The two most popular ways of doing this are the Nash Bargaining solution (NBS), and the Kalai-Smorodinsky Bargaining Solution (KSBS). Both are dependent on the existence of a "disagreement point" d: a point representing the utilities that each player will get if negotiations break down. Establishing this disagreement point is another subject entirely; but once it is agreed upon, one translates it so that d=(0,0). This means that one has removed the translation freedom from the bargaining game, as any translation by either player will move d away from the origin. In this example, I'll arbitrarily choose the disagreement at d=(-1,4); hence it now suffices to find a scalings-invariant solution.

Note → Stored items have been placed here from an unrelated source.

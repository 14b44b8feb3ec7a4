//! Domain model for game content.

pub mod npc;
pub mod questions;
pub mod roster;
//! Health check endpoint.

use axum::extract::State;
use axum::{Json, Router, routing::get};
use serde::Serialize;

use crate::state::AppState;

/// Health check response.
#[derive(Serialize)]
pub struct HealthResponse {
    /// Service status.
    pub status: &'static str,
    /// Service version.
    pub version: &'static str,
    /// Which progress store is in use.
    pub store: &'static str,
}

/// GET /health
async fn health_check(State(state): State<AppState>) -> Json<HealthResponse> {
    Json(HealthResponse {
        status: "ok",
        version: env!("CARGO_PKG_VERSION"),
        store: state.store_kind.as_str(),
    })
}

/// Returns the health check router.
pub fn router() -> Router<AppState> {
    Router::new().route("/health", get(health_check))
}
//! Cloud Solver — Scoring.
//!
//! Owns the read-only question model, the player's answer submission and the
//! pure score calculation that turns the two into a [`domain::score::ScoreResult`].

pub mod domain;
//! When to proactively offer a hint.

use cloudsolver_scoring::domain::question::Difficulty;

/// Seconds after which a player stuck on a question is offered a hint.
#[must_use]
pub fn stuck_threshold_secs(difficulty: Difficulty) -> f64 {
    match difficulty {
        Difficulty::Easy => 45.0,
        Difficulty::Medium => 60.0,
        Difficulty::Hard => 90.0,
    }
}

/// Whether the UI should offer a hint: always for levels 1-3 or accuracy
/// under 60%, otherwise once the player has been stuck past the threshold.
#[must_use]
pub fn should_offer_hint(
    level: u32,
    accuracy_percent: u32,
    elapsed_secs: f64,
    difficulty: Difficulty,
) -> bool {
    level <= 3 || accuracy_percent < 60 || elapsed_secs > stuck_threshold_secs(difficulty)
}

#[cfg(test)]
mod tests {
    use super::*;

    #[test]
    fn test_beginners_are_always_offered_hints() {
        assert!(should_offer_hint(1, 100, 0.0, Difficulty::Hard));
        assert!(should_offer_hint(3, 100, 0.0, Difficulty::Hard));
    }

    #[test]
    fn test_low_accuracy_is_offered_hints() {
        assert!(should_offer_hint(10, 59, 0.0, Difficulty::Easy));
    }

    #[test]
    fn test_experienced_player_offered_only_when_stuck() {
        assert!(!should_offer_hint(10, 90, 45.0, Difficulty::Easy));
        assert!(should_offer_hint(10, 90, 45.5, Difficulty::Easy));
        assert!(!should_offer_hint(10, 90, 60.0, Difficulty::Medium));
        assert!(!should_offer_hint(10, 90, 89.0, Difficulty::Hard));
        assert!(should_offer_hint(10, 90, 91.0, Difficulty::Hard));
    }
}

Nash did so by maximising the product of the (translated) utilities. There are hyperbolas in the plane defined by the sets of (x,y) such that xy=a; Nash's requirement is equivalent with picking the outcome that lies on the hyperbola furthest from the origin. The NBS and the hyperbolas can be seen here:
This gives the NBS as (4,9). But what happens when we scale the utilities? This is equivalent to multiplying x and y by constant positive factors. This will change xy=a to xy=b, thus will map hyperbolas to hyperbolas. This also does not change the concept of "furthest hyperbola from the origin", so the NBS will not change. This is illustrated for the scalings x->(18/25)x and y->(19/18)y:
The NBS has the allegedly desirable property that it is "Independent of Irrelevant Alternatives". This means that if we delete an option that is not the NBS, then the NBS does not change, as can be seen by removing (2,10):
Some felt that "Independence of Irrelevant Alternatives" was not a desirable property. In the above situation, player 2 gets their best option, while player 1 got the worse (Pareto-optimal) option available. Human intuition rebels against "bargaining" where one side gets everything, without having to give up anything. The NBS has other counter-intuitive properties, such as the that extra solutions can make some players worse off. Hence the KSBS replaces the independence requirement with "if one adds an extra option that is not better than either player's best option, this makes no player worse off".
The KSBS is often formulated in terms of "preserving the ratio of maximum gains", but there is another, more intuitive formulation. Define the utopia point u=(ux, uy), where ux is the maximal possible gain for player 1, and uy the maximal possible gain for player 2. The utopia point is what a game-theory fairy could offer the players so that each would get the maximal possible gain from the game. Then the KSBS is defined as the Pareto-optimal point on the line joining the disagreement point d with the utopia point u:
Another way to formulate the KSBS is by renormalising the utilities so that d=(0,0), u=(1,1), and then choosing the egalitarian solution:
In a subsequent post, I'll critique these bargaining solutions, and propose a more utility-maximising way of looking at the whole process.